Rare sighting of the 16-year-old (lower left)

(*back of the neck, a baby body part highly prized by Lees!)
See you all next week!

Wednesday, March 25, 2020



I had forgotten I have tinnitus while I was in Mexico. I was so surprised when I went to bed the first night we were back and there was that familiar ringing again. In Mexico there's always something making noise. Dogs barking, music coming from any number of sources, people calling to each other, the gas truck announcing "Global Gaaaaaaaaaas", the ice cream cart jingling away, loudspeakers pronouncing something all but intelligible in Spanish or English, many of these all at once. Cacophony personified is Mexico. And I'm missing it while at the same time I'm loving the silence. 

Here's my dog poem:

Mexican Dogs

Those Mexican dogs —
sullen, hungry, barking dogs
irksome, skinny, egregious dogs
well-hung, full-titted, fucking dogs
tail-wagging, silly, odoriferous dogs 
yappy, snot-nosed, whimpering dogs
yellow, square-jawed, flea-bitten dogs
short-legged, chained-up, drooling dogs 
nervous, wandering, ankle-nipping dogs 
garbage-eating, skittish, disobedient dogs
moon-howling, bike-chasing, fighting dogs 
runny-eyed, slurpy-jowled, table-begging dogs that never let you sleep

Day #1 of quarantine I didn't even get dressed. I had a bath late in the afternoon. Unpacked. Did a little laundry. While unpacking I watched a bunch of Schitts Creek because one needs humour these days and that bunch sure provides it for me.  

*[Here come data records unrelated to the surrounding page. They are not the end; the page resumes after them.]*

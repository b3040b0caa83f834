//! Utility modules.

pub mod file;
pub mod retry;

pub use file::{is_pdf_file_name, list_pdf_files};
pub use retry::{
    RetryPolicy, RetryResult, RetryState, Retryable, is_grpc_rate_limited, is_rate_limited,
};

It's not isolation, actually, that we're in. Isolation is what'll happen should I actually get this 'flu. Quarantine is what we all should be doing to keep it from spreading. But "Ootischenia Isolation" has a certain ring to it, don't you think? 

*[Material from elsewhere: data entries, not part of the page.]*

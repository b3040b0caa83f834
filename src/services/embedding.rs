//! Embedding client for generating text embeddings.

use std::time::Duration;

use async_trait::async_trait;
use reqwest::Client;
use reqwest::header::{AUTHORIZATION, HeaderMap, HeaderValue};
use serde::{Deserialize, Serialize};
use tracing::debug;

use crate::error::{ConfigError, EmbeddingError};
use crate::models::OpenAiConfig;
use crate::utils::retry::is_rate_limited;

/// Text-to-vector collaborator used by the ingestion pipeline.
#[async_trait]
pub trait Embedder: Send + Sync {
    /// Embed `texts`, returning one vector per input in the same order.
    async fn embed(&self, texts: Vec<String>) -> Result<Vec<Vec<f32>>, EmbeddingError>;

    /// Length of the vectors this embedder produces.
    fn dimension(&self) -> u64;

    fn model(&self) -> &str;
}

/// Models whose output length is fixed and cannot be requested.
const FIXED_DIMENSION_MODELS: &[(&str, u64)] = &[("text-embedding-ada-002", 1536)];

/// Request body for the /embeddings endpoint.
#[derive(Debug, Serialize)]
struct EmbedRequest<'a> {
    model: &'a str,
    input: Vec<String>,
    #[serde(skip_serializing_if = "Option::is_none")]
    dimensions: Option<u64>,
}

/// Response from the /embeddings endpoint.
#[derive(Debug, Deserialize)]
struct EmbedResponse {
    data: Vec<EmbedData>,
}

#[derive(Debug, Deserialize)]
struct EmbedData {
    index: usize,
    embedding: Vec<f32>,
}

/// Client for an OpenAI-compatible embeddings API.
#[derive(Debug, Clone)]
pub struct OpenAiEmbedder {
    client: Client,
    base_url: String,
    model: String,
    dimension: u64,
    /// Whether to send `dimensions` with each request.
    request_dimension: bool,
}

impl OpenAiEmbedder {
    /// Create a new embedder; fails when no API key is configured.
    pub fn new(config: &OpenAiConfig) -> Result<Self, ConfigError> {
        let api_key = config
            .api_key
            .as_deref()
            .ok_or_else(|| ConfigError::Missing("OPENAI_API_KEY".to_string()))?;

        let mut headers = HeaderMap::new();
        let auth = HeaderValue::from_str(&format!("Bearer {api_key}"))
            .map_err(|e| ConfigError::ValidationError(format!("invalid OpenAI API key: {e}")))?;
        headers.insert(AUTHORIZATION, auth);

        let client = Client::builder()
            .timeout(Duration::from_secs(config.timeout_secs))
            .default_headers(headers)
            .build()
            .map_err(|e| ConfigError::ValidationError(format!("HTTP client: {e}")))?;

        let fixed = FIXED_DIMENSION_MODELS
            .iter()
            .find(|(name, _)| *name == config.embedding_model)
            .map(|(_, dim)| *dim);

        Ok(Self {
            client,
            base_url: config.base_url.trim_end_matches('/').to_string(),
            model: config.embedding_model.clone(),
            dimension: fixed.unwrap_or(config.embedding_dimension),
            request_dimension: fixed.is_none(),
        })
    }

    /// Get the base URL of the embeddings API.
    pub fn base_url(&self) -> &str {
        &self.base_url
    }

    fn request(&self, input: Vec<String>) -> EmbedRequest<'_> {
        EmbedRequest {
            model: &self.model,
            input,
            dimensions: self.request_dimension.then_some(self.dimension),
        }
    }
}

#[async_trait]
impl Embedder for OpenAiEmbedder {
    async fn embed(&self, texts: Vec<String>) -> Result<Vec<Vec<f32>>, EmbeddingError> {
        if texts.is_empty() {
            return Ok(Vec::new());
        }

        let expected = texts.len();
        let url = format!("{}/embeddings", self.base_url);
        let response = self
            .client
            .post(&url)
            .json(&self.request(texts))
            .send()
            .await?;

        if !response.status().is_success() {
            let status = response.status().as_u16();
            let body = response.text().await.unwrap_or_default();
            return Err(api_error(status, &body));
        }

        let parsed: EmbedResponse = response
            .json()
            .await
            .map_err(|e| EmbeddingError::InvalidResponse(e.to_string()))?;

        let vectors = order_by_index(parsed.data, expected)?;
        debug!(count = vectors.len(), model = %self.model, "received embeddings");
        Ok(vectors)
    }

    fn dimension(&self) -> u64 {
        self.dimension
    }

    fn model(&self) -> &str {
        &self.model
    }
}

/// Restore input order and check every input got exactly one vector.
fn order_by_index(
    mut data: Vec<EmbedData>,
    expected: usize,
) -> Result<Vec<Vec<f32>>, EmbeddingError> {
    if data.len() != expected {
        return Err(EmbeddingError::InvalidResponse(format!(
            "expected {expected} embeddings, got {}",
            data.len()
        )));
    }
    data.sort_by_key(|d| d.index);
    if data.iter().enumerate().any(|(i, d)| d.index != i) {
        return Err(EmbeddingError::InvalidResponse(
            "embedding indices are not contiguous".to_string(),
        ));
    }
    Ok(data.into_iter().map(|d| d.embedding).collect())
}

#[derive(Debug, Default, Deserialize)]
struct ApiErrorBody {
    error: Option<ApiErrorDetail>,
}

#[derive(Debug, Default, Deserialize)]
struct ApiErrorDetail {
    message: Option<String>,
    #[serde(rename = "type")]
    kind: Option<String>,
    code: Option<String>,
}

/// Build the typed error for a non-success response.
///
/// Throttling is decided from the status and the structured `error.type`/`error.code`; the
/// message falls back to the raw body when it is not OpenAI-shaped JSON.
fn api_error(status: u16, body: &str) -> EmbeddingError {
    let detail = serde_json::from_str::<ApiErrorBody>(body)
        .ok()
        .and_then(|b| b.error)
        .unwrap_or_default();
    let codes: Vec<&str> = [detail.kind.as_deref(), detail.code.as_deref()]
        .into_iter()
        .flatten()
        .collect();

    EmbeddingError::Api {
        status,
        retryable: is_rate_limited(Some(status), &codes),
        message: detail.message.unwrap_or_else(|| body.trim().to_string()),
    }
}

#[cfg(test)]
mod tests {
    use super::*;
    use crate::utils::retry::Retryable;

    fn config() -> OpenAiConfig {
        OpenAiConfig {
            api_key: Some("sk-test".to_string()),
            ..Default::default()
        }
    }

    #[test]
    fn test_requires_api_key() {
        let result = OpenAiEmbedder::new(&OpenAiConfig::default());
        assert!(matches!(result, Err(ConfigError::Missing(_))));
    }

    #[test]
    fn test_base_url_trimming() {
        let mut cfg = config();
        cfg.base_url = "http://localhost:8080/v1/".to_string();
        let embedder = OpenAiEmbedder::new(&cfg).unwrap();
        assert_eq!(embedder.base_url(), "http://localhost:8080/v1");
        assert_eq!(embedder.dimension(), 1536);
        assert_eq!(embedder.model(), "text-embedding-3-small");
    }

    #[test]
    fn test_request_includes_dimensions_for_v3_models() {
        let mut cfg = config();
        cfg.embedding_dimension = 512;
        let embedder = OpenAiEmbedder::new(&cfg).unwrap();
        let body = serde_json::to_value(embedder.request(vec!["leak".to_string()])).unwrap();
        assert_eq!(body["dimensions"], 512);
        assert_eq!(body["input"][0], "leak");
    }

    #[test]
    fn test_fixed_dimension_model() {
        let mut cfg = config();
        cfg.embedding_model = "text-embedding-ada-002".to_string();
        cfg.embedding_dimension = 768;
        let embedder = OpenAiEmbedder::new(&cfg).unwrap();
        assert_eq!(embedder.dimension(), 1536);

        let body = serde_json::to_value(embedder.request(vec!["x".to_string()])).unwrap();
        assert!(body.get("dimensions").is_none());
    }

    #[test]
    fn test_order_by_index() {
        let data = vec![
            EmbedData {
                index: 1,
                embedding: vec![1.0],
            },
            EmbedData {
                index: 0,
                embedding: vec![0.0],
            },
        ];
        assert_eq!(order_by_index(data, 2).unwrap(), vec![vec![0.0], vec![1.0]]);
    }

    #[test]
    fn test_order_by_index_count_mismatch() {
        let data = vec![EmbedData {
            index: 0,
            embedding: vec![0.0],
        }];
        assert!(matches!(
            order_by_index(data, 3),
            Err(EmbeddingError::InvalidResponse(_))
        ));
    }

    #[test]
    fn test_api_error_message() {
        let body = r#"{"error":{"message":"You exceeded your current quota","type":"insufficient_quota"}}"#;
        match api_error(429, body) {
            EmbeddingError::Api { message, retryable, .. } => {
                assert_eq!(message, "You exceeded your current quota");
                assert!(retryable);
            }
            other => panic!("unexpected error: {other:?}"),
        }

        match api_error(502, "  gateway timeout ") {
            EmbeddingError::Api { message, retryable, .. } => {
                assert_eq!(message, "gateway timeout");
                assert!(!retryable);
            }
            other => panic!("unexpected error: {other:?}"),
        }
    }

    #[test]
    fn test_numbers_in_message_do_not_mark_throttling() {
        let body = r#"{"error":{"message":"This model's maximum context length is 8192 tokens, however you requested 14290 tokens","type":"invalid_request_error","param":null,"code":null}}"#;
        let err = api_error(400, body);
        assert!(!err.is_retryable());
        assert!(err.to_string().contains("14290 tokens"));
    }

    #[test]
    fn test_rate_limit_code_marks_throttling() {
        let body = r#"{"error":{"message":"Rate limit reached for requests","type":"requests","code":"rate_limit_exceeded"}}"#;
        assert!(api_error(429, body).is_retryable());
        assert!(api_error(503, body).is_retryable());
    }
}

I suspect there's going to be a crack-down soon. People are still not quite getting the finer points of this quarantine business. There seems to be an assumption that when people come home from out-of-country they step off the plane and there they are, home. Not so. 

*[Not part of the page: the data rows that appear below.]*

//! Folder-to-collection ingestion: extract, split, embed, upsert.

use std::path::Path;
use std::sync::Arc;
use std::time::{Duration, Instant};

use tokio::sync::mpsc::UnboundedSender;
use tokio_util::sync::CancellationToken;
use tracing::{debug, info, warn};

use super::embedding::Embedder;
use super::extractor::PdfExtractor;
use super::splitter::ChunkSplitter;
use super::vector_store::VectorStore;
use crate::error::{BatchError, EmbeddingError, IngestError};
use crate::models::{
    Batch, BatchResult, FileOutcome, FileReport, IngestionReport, Metric, VectorPoint,
};
use crate::utils::file::list_pdf_files;
use crate::utils::retry::RetryPolicy;

/// Progress notifications for a presentation layer.
#[derive(Debug, Clone, PartialEq)]
pub enum IngestEvent {
    /// Emitted once the folder listing is known.
    RunStarted { collection: String, files: usize },
    FileStarted {
        file_name: String,
        position: usize,
        total: usize,
    },
    FileSkipped { file_name: String, reason: String },
    ExtractionFailed { file_name: String, error: String },
    Chunked {
        file_name: String,
        chunks: usize,
        batches: usize,
    },
    Retrying {
        file_name: String,
        batch: usize,
        attempt: u32,
        delay: Duration,
        error: String,
    },
    BatchStored {
        file_name: String,
        batch: usize,
        size: usize,
    },
    BatchFailed {
        file_name: String,
        batch: usize,
        error: String,
    },
    FileFinished {
        file_name: String,
        outcome: FileOutcome,
    },
}

/// Drives one ingestion run over injected collaborators.
pub struct IngestionPipeline {
    store: Arc<dyn VectorStore>,
    embedder: Arc<dyn Embedder>,
    extractor: Arc<dyn PdfExtractor>,
    splitter: ChunkSplitter,
    retry: RetryPolicy,
    batch_size: usize,
    dimension: u64,
    metric: Metric,
    cancel: CancellationToken,
    progress: Option<UnboundedSender<IngestEvent>>,
}

impl IngestionPipeline {
    pub fn new(
        store: Arc<dyn VectorStore>,
        embedder: Arc<dyn Embedder>,
        extractor: Arc<dyn PdfExtractor>,
    ) -> Self {
        let dimension = embedder.dimension();
        let cancel = CancellationToken::new();
        Self {
            store,
            embedder,
            extractor,
            splitter: ChunkSplitter::default(),
            retry: RetryPolicy::default().with_cancellation(cancel.clone()),
            batch_size: 100,
            dimension,
            metric: Metric::default(),
            cancel,
            progress: None,
        }
    }

    #[must_use]
    pub fn with_splitter(mut self, splitter: ChunkSplitter) -> Self {
        self.splitter = splitter;
        self
    }

    #[must_use]
    pub fn with_retry_policy(mut self, retry: RetryPolicy) -> Self {
        self.retry = retry.with_cancellation(self.cancel.clone());
        self
    }

    #[must_use]
    pub fn with_batch_size(mut self, batch_size: usize) -> Self {
        self.batch_size = batch_size.max(1);
        self
    }

    /// Dimension and metric the target collection must have.
    #[must_use]
    pub fn with_collection_schema(mut self, dimension: u64, metric: Metric) -> Self {
        self.dimension = dimension;
        self.metric = metric;
        self
    }

    #[must_use]
    pub fn with_cancellation(mut self, cancel: CancellationToken) -> Self {
        self.retry = self.retry.with_cancellation(cancel.clone());
        self.cancel = cancel;
        self
    }

    #[must_use]
    pub fn with_progress(mut self, progress: UnboundedSender<IngestEvent>) -> Self {
        self.progress = Some(progress);
        self
    }

    /// Ingest every PDF directly inside `folder` into `collection`.
    ///
    /// Only setup problems are errors. Per-file and per-batch failures are recorded in the
    /// report and the run moves on.
    pub async fn ingest(
        &self,
        folder: &Path,
        collection: &str,
    ) -> Result<IngestionReport, IngestError> {
        let started = Instant::now();

        let produced = self.embedder.dimension();
        if produced != self.dimension {
            return Err(IngestError::DimensionMismatch {
                embedder: produced,
                collection: self.dimension,
            });
        }

        let info = self
            .store
            .ensure_collection(collection, self.dimension, self.metric)
            .await?;
        if info.dimension != produced {
            return Err(IngestError::DimensionMismatch {
                embedder: produced,
                collection: info.dimension,
            });
        }

        let files = list_pdf_files(folder).map_err(|e| IngestError::Folder {
            path: folder.to_path_buf(),
            message: e.to_string(),
        })?;

        info!(
            collection,
            files = files.len(),
            model = self.embedder.model(),
            "starting ingestion"
        );
        self.emit(IngestEvent::RunStarted {
            collection: collection.to_string(),
            files: files.len(),
        });

        let mut report = IngestionReport::new(collection);
        for (position, path) in files.iter().enumerate() {
            if self.cancel.is_cancelled() {
                break;
            }
            let file_report = self.ingest_file(path, collection, position, files.len()).await;
            report.files.push(file_report);
        }

        let interrupted = report.files.len() < files.len()
            || report
                .files
                .iter()
                .any(|f| f.batches.len() < f.batches_total);
        report.cancelled = self.cancel.is_cancelled() && interrupted;
        report.duration_ms = started.elapsed().as_millis() as u64;

        if report.cancelled {
            warn!(collection, "ingestion cancelled");
        }
        info!(
            collection,
            files = report.files_processed(),
            chunks = report.chunks_stored(),
            failed_batches = report.batches_failed(),
            "ingestion finished"
        );
        Ok(report)
    }

    async fn ingest_file(
        &self,
        path: &Path,
        collection: &str,
        position: usize,
        total: usize,
    ) -> FileReport {
        let file_name = path
            .file_name()
            .map(|n| n.to_string_lossy().to_string())
            .unwrap_or_else(|| path.to_string_lossy().to_string());
        let mut report = FileReport::new(&file_name, path);

        info!(file = %file_name, position = position + 1, total, "processing file");
        self.emit(IngestEvent::FileStarted {
            file_name: file_name.clone(),
            position,
            total,
        });

        let document = match self.extractor.extract(path).await {
            Ok(document) => document,
            Err(e) => {
                warn!(file = %file_name, error = %e, "extraction failed, skipping file");
                report.outcome = FileOutcome::Failed {
                    reason: e.to_string(),
                };
                self.emit(IngestEvent::ExtractionFailed {
                    file_name: file_name.clone(),
                    error: e.to_string(),
                });
                self.finish_file(&report);
                return report;
            }
        };

        report.pages = document.pages.len();
        let chunks = self.splitter.split(&document);
        report.chunks = chunks.len();

        if chunks.is_empty() {
            let reason = "no extractable text".to_string();
            info!(file = %file_name, "{reason}");
            report.outcome = FileOutcome::Skipped {
                reason: reason.clone(),
            };
            self.emit(IngestEvent::FileSkipped {
                file_name: file_name.clone(),
                reason,
            });
            self.finish_file(&report);
            return report;
        }

        let batches = Batch::partition(chunks, self.batch_size);
        report.batches_total = batches.len();
        debug!(file = %file_name, chunks = report.chunks, batches = batches.len(), "split document");
        self.emit(IngestEvent::Chunked {
            file_name: file_name.clone(),
            chunks: report.chunks,
            batches: batches.len(),
        });

        for batch in batches {
            if self.cancel.is_cancelled() {
                info!(file = %file_name, batch = batch.index, "cancelled before batch");
                break;
            }
            match self.store_batch(&file_name, collection, batch).await {
                Some(result) => report.batches.push(result),
                None => break,
            }
        }

        report.settle();
        self.finish_file(&report);
        report
    }

    /// Embed then upsert one batch, each step under its own retry loop.
    ///
    /// `None` when cancellation cut a backoff short; the batch is left unrecorded.
    async fn store_batch(
        &self,
        file_name: &str,
        collection: &str,
        batch: Batch,
    ) -> Option<BatchResult> {
        let index = batch.index;
        let size = batch.len();
        let texts = batch.texts();

        let notify = |attempt: u32, delay: Duration, error: &BatchError| {
            self.emit(IngestEvent::Retrying {
                file_name: file_name.to_string(),
                batch: index,
                attempt,
                delay,
                error: error.to_string(),
            });
        };

        let (embedded, embed_state) = self
            .retry
            .execute_notify(|| self.embed_checked(texts.clone()), notify)
            .await
            .into_parts();

        if embed_state.cancelled {
            info!(file = %file_name, batch = index, "cancelled while retrying embedding");
            return None;
        }
        let vectors = match embedded {
            Ok(vectors) => vectors,
            Err(e) => {
                return Some(self.batch_failed(file_name, index, size, embed_state.attempts, 0, e));
            }
        };

        let points: Vec<VectorPoint> = batch
            .chunks
            .into_iter()
            .zip(vectors)
            .map(|(chunk, vector)| VectorPoint { chunk, vector })
            .collect();

        let (stored, upsert_state) = self
            .retry
            .execute_notify(
                || async {
                    self.store
                        .upsert_batch(collection, points.clone())
                        .await
                        .map_err(BatchError::from)
                },
                notify,
            )
            .await
            .into_parts();

        if upsert_state.cancelled {
            info!(file = %file_name, batch = index, "cancelled while retrying upsert");
            return None;
        }
        if let Err(e) = stored {
            return Some(self.batch_failed(
                file_name,
                index,
                size,
                embed_state.attempts,
                upsert_state.attempts,
                e,
            ));
        }

        debug!(file = %file_name, batch = index, size, "stored batch");
        self.emit(IngestEvent::BatchStored {
            file_name: file_name.to_string(),
            batch: index,
            size,
        });
        Some(BatchResult {
            index,
            size,
            embed_attempts: embed_state.attempts,
            upsert_attempts: upsert_state.attempts,
            succeeded: true,
            error: None,
        })
    }

    /// Embed and check that every vector fits the collection.
    async fn embed_checked(&self, texts: Vec<String>) -> Result<Vec<Vec<f32>>, BatchError> {
        let expected = texts.len();
        let vectors = self.embedder.embed(texts).await?;

        if vectors.len() != expected {
            return Err(EmbeddingError::InvalidResponse(format!(
                "expected {expected} embeddings, got {}",
                vectors.len()
            ))
            .into());
        }
        if let Some(bad) = vectors.iter().find(|v| v.len() as u64 != self.dimension) {
            return Err(EmbeddingError::DimensionMismatch {
                expected: self.dimension,
                actual: bad.len() as u64,
            }
            .into());
        }
        Ok(vectors)
    }

    fn batch_failed(
        &self,
        file_name: &str,
        index: usize,
        size: usize,
        embed_attempts: u32,
        upsert_attempts: u32,
        error: BatchError,
    ) -> BatchResult {
        warn!(file = %file_name, batch = index, error = %error, "batch failed");
        self.emit(IngestEvent::BatchFailed {
            file_name: file_name.to_string(),
            batch: index,
            error: error.to_string(),
        });
        BatchResult {
            index,
            size,
            embed_attempts,
            upsert_attempts,
            succeeded: false,
            error: Some(error.to_string()),
        }
    }

    fn finish_file(&self, report: &FileReport) {
        self.emit(IngestEvent::FileFinished {
            file_name: report.file_name.clone(),
            outcome: report.outcome.clone(),
        });
    }

    fn emit(&self, event: IngestEvent) {
        if let Some(ref tx) = self.progress {
            // A dropped receiver only means nobody is watching.
            let _ = tx.send(event);
        }
    }
}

Today is Day #4 of our 14 day quarantine. I can hardly believe that a week ago Monday I made dinner for Arno and Jane, Dianne and Andy, and Anne. In La Manzanilla, Mexico. 

That night Anne was staying until the end of April and Dianne and Andy were leaving April 6 and Jane and Arno were starting to talk about maybe not us much time in Puerto Vallarta before they went home. Now Dianne and Andy are home in PEI, also in quarantine, Anne got home Saturday night and posted a picture of her toes in the bathtub, quarantine for her, too. Jane and Arno have to go home to New York, a bit of a hot spot. I'm waiting to hear what they're doing.

So, a lot of changes in just five days, and now we're home in Ootischenia, weather is passable, still large patches of snow in the yard but equally large patches of ground. Everything here still has that grey, ugh, après winter look. But I look out the window I can see tiny buds showing on the oak, the sky which looked a bit ominous earlier now has lots of blue opening up behind swiftly moving clouds and hey, it's officially spring now and a few crocuses are showing up here and there! 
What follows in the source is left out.